OIG's 2016 work plan to place more focus on hospitals



For those of us who toil in the Life Sciences realm of healthcare, we spend considerable time in the area of spend transparency and the assumed correlation between the cost of healthcare and the relationships between manufacturer promotional spend and the covered recipients (physicians and a select group of teaching hospitals) at the other end of so-called transfers of value (TOVs) between them. This activity is reported and published manually in a program called Open Payments, as mandated in Section 6002 of the Affordable Care Act, also known as PPACA and more commonly known as Obamacare. It requires that the federal government establish a transparency program to raise awareness of the financial relationships between drug and device manufacturers and certain healthcare providers called covered recipients (physicians and teaching hospitals). The program, known as the Physician Payments Sunshine Act or Open Payments, is covered under the Department of Health and Human Services (HHS) and is administered by the Centers for Medicare & Medicaid Services (CMS).

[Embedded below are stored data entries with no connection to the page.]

//! Data-drift monitoring.
//!
//! - [`psi`]: Population Stability Index over reference-quantile bins
//! - [`ks_drift_test`]: two-sample Kolmogorov–Smirnov test
//! - [`drift_report`]: per-feature table of both, with alerts
//! - [`simulate_drift`]: inject synthetic drift into a frame

pub mod ks;
pub mod psi;
pub mod report;
pub mod simulate;

pub use ks::*;
pub use psi::*;
pub use report::*;
pub use simulate::*;
//! Configuration path discovery.

use serde::{Deserialize, Serialize};
use std::path::{Path, PathBuf};

/// Direct path to the config file.
pub const ENV_CONFIG_PATH: &str = "FD_TOOLKIT_CONFIG";

/// Directory that contains `toolkit.json`.
pub const ENV_CONFIG_DIR: &str = "FD_TOOLKIT_CONFIG_DIR";

/// File name searched for in every config directory.
pub const CONFIG_FILENAME: &str = "toolkit.json";

/// Subdirectory name under the XDG and system config roots.
pub const APP_DIR: &str = "fd-toolkit";

/// How the configuration in use was located.
#[derive(Debug, Clone, Copy, Default, PartialEq, Eq, Serialize, Deserialize)]
#[serde(rename_all = "snake_case")]
pub enum ConfigSource {
    /// `--config`.
    CliArgument,
    /// `FD_TOOLKIT_CONFIG` or `FD_TOOLKIT_CONFIG_DIR`.
    Environment,
    /// `~/.config/fd-toolkit/`.
    XdgConfig,
    /// `/etc/fd-toolkit/`.
    SystemConfig,
    /// No file; compiled-in defaults.
    #[default]
    BuiltinDefault,
}

impl ConfigSource {
    pub fn describe(self) -> &'static str {
        match self {
            ConfigSource::CliArgument => "CLI argument",
            ConfigSource::Environment => "environment variable",
            ConfigSource::XdgConfig => "XDG config",
            ConfigSource::SystemConfig => "system config",
            ConfigSource::BuiltinDefault => "builtin default",
        }
    }
}

impl std::fmt::Display for ConfigSource {
    fn fmt(&self, f: &mut std::fmt::Formatter<'_>) -> std::fmt::Result {
        f.write_str(self.describe())
    }
}

/// A discovered configuration path, or none when defaults apply.
#[derive(Debug, Clone, Default, PartialEq, Eq)]
pub struct ResolvedPath {
    pub path: Option<PathBuf>,
    pub source: ConfigSource,
}

/// Resolve the configuration path from the process environment.
///
/// An explicit CLI path is returned even when it does not exist, so the
/// loader can report it. Every other candidate is used only if the file
/// exists. Order:
///
/// 1. `--config`
/// 2. `FD_TOOLKIT_CONFIG`
/// 3. `FD_TOOLKIT_CONFIG_DIR/toolkit.json`
/// 4. `~/.config/fd-toolkit/toolkit.json`
/// 5. `/etc/fd-toolkit/toolkit.json`
/// 6. none (built-in defaults)
pub fn resolve_config_path(cli_path: Option<&Path>) -> ResolvedPath {
    resolve_with(
        cli_path,
        |key| std::env::var_os(key).map(PathBuf::from),
        dirs::config_dir(),
    )
}

/// [`resolve_config_path`] with injected environment and XDG root.
pub fn resolve_with(
    cli_path: Option<&Path>,
    env: impl Fn(&str) -> Option<PathBuf>,
    xdg_root: Option<PathBuf>,
) -> ResolvedPath {
    if let Some(path) = cli_path {
        return ResolvedPath {
            path: Some(path.to_path_buf()),
            source: ConfigSource::CliArgument,
        };
    }

    let candidates = [
        (env(ENV_CONFIG_PATH), ConfigSource::Environment),
        (
            env(ENV_CONFIG_DIR).map(|dir| dir.join(CONFIG_FILENAME)),
            ConfigSource::Environment,
        ),
        (
            xdg_root.map(|root| root.join(APP_DIR).join(CONFIG_FILENAME)),
            ConfigSource::XdgConfig,
        ),
        (
            Some(system_config_dir().join(CONFIG_FILENAME)),
            ConfigSource::SystemConfig,
        ),
    ];

    candidates
        .into_iter()
        .find_map(|(path, source)| {
            path.filter(|p| p.is_file())
                .map(|path| ResolvedPath {
                    path: Some(path),
                    source,
                })
        })
        .unwrap_or_default()
}

/// System config directory.
pub fn system_config_dir() -> PathBuf {
    Path::new("/etc").join(APP_DIR)
}
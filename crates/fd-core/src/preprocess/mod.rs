//! Fit/transform preprocessing over [`Frame`]s.
//!
//! Transformers learn their parameters in [`Transformer::fit`] and apply
//! them in [`Transformer::transform`], which always returns a new frame.
//! Calling `transform` before `fit` is an `InvalidInput` error.

pub mod balance;
pub mod frequency;
pub mod outlier;

pub use balance::{BalanceDeltaTransformer, BALANCE_FEATURES};
pub use frequency::FrequencyEncoder;
pub use outlier::{ClipBounds, ClipMethod, OutlierClipper};

use crate::table::Frame;
use fd_common::{Error, Result};

/// A stateful frame-to-frame transformation.
pub trait Transformer {
    /// Short name used in logs.
    fn name(&self) -> &'static str;

    /// Learn parameters from `frame`.
    fn fit(&mut self, frame: &Frame) -> Result<()>;

    /// Apply learned parameters to `frame`.
    fn transform(&self, frame: &Frame) -> Result<Frame>;

    fn fit_transform(&mut self, frame: &Frame) -> Result<Frame> {
        self.fit(frame)?;
        self.transform(frame)
    }
}

pub(crate) fn not_fitted(name: &str) -> Error {
    Error::invalid(format!("{} must be fitted before transform", name))
}

/// Transformers applied in sequence. Each step is fitted on the output of
/// the previous one.
#[derive(Default)]
pub struct Pipeline {
    steps: Vec<Box<dyn Transformer>>,
}

impl Pipeline {
    pub fn new() -> Self {
        Self::default()
    }

    pub fn push(mut self, step: impl Transformer + 'static) -> Self {
        self.steps.push(Box::new(step));
        self
    }

    pub fn len(&self) -> usize {
        self.steps.len()
    }

    pub fn is_empty(&self) -> bool {
        self.steps.is_empty()
    }

    pub fn step_names(&self) -> Vec<&'static str> {
        self.steps.iter().map(|s| s.name()).collect()
    }
}

impl Transformer for Pipeline {
    fn name(&self) -> &'static str {
        "pipeline"
    }

    fn fit(&mut self, frame: &Frame) -> Result<()> {
        self.fit_transform(frame).map(|_| ())
    }

    fn transform(&self, frame: &Frame) -> Result<Frame> {
        let mut current = frame.clone();
        for step in &self.steps {
            current = step.transform(&current)?;
        }
        Ok(current)
    }

    fn fit_transform(&mut self, frame: &Frame) -> Result<Frame> {
        let mut current = frame.clone();
        for step in &mut self.steps {
            tracing::debug!(step = step.name(), rows = current.n_rows(), "fitting step");
            current = step.fit_transform(&current)?;
        }
        Ok(current)
    }
}

#[cfg(test)]
mod tests {
    use super::*;
    use crate::table::Column;

    #[test]
    fn test_pipeline_chains_steps() {
        let frame = Frame::new()
            .with_column("kind", Column::from_strs(["a", "a", "b", "c"]))
            .unwrap()
            .with_column("x", Column::from_f64([1.0, 2.0, 3.0, 100.0]))
            .unwrap();
        let mut pipeline = Pipeline::new()
            .push(FrequencyEncoder::new(None, true))
            .push(
                OutlierClipper::new(ClipMethod::Percentile {
                    lower: 0.0,
                    upper: 50.0,
                })
                .with_columns(["x"]),
            );
        assert_eq!(pipeline.step_names(), vec!["frequency_encoder", "outlier_clipper"]);

        let out = pipeline.fit_transform(&frame).unwrap();
        assert_eq!(
            out.numeric("kind").unwrap(),
            &[Some(0.5), Some(0.5), Some(0.25), Some(0.25)]
        );
        assert_eq!(out.numeric("x").unwrap()[3], Some(2.5));

        let again = pipeline.transform(&frame).unwrap();
        assert_eq!(again, out);
    }

    #[test]
    fn test_empty_pipeline_is_identity() {
        let frame = Frame::new()
            .with_column("x", Column::from_f64([1.0]))
            .unwrap();
        let mut pipeline = Pipeline::new();
        assert!(pipeline.is_empty());
        assert_eq!(pipeline.fit_transform(&frame).unwrap(), frame);
    }
}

FierceHealthcare reports that another division of HHS, the Office of Inspector General (OIG) is making a significant shift in its priorities towards existing hospitals, entities which are surprisingly absent from CMS's focus under the Sunshine Act (the 1,203 teaching hospitals in scope for 2015 reporting notwithstanding). The move is in line with the federal government's commitment to cutting healthcare care costs. It is indicative of the broader attention on healthcare stakeholders that have just as much, if not more, impact the cost of healthcare for all of us.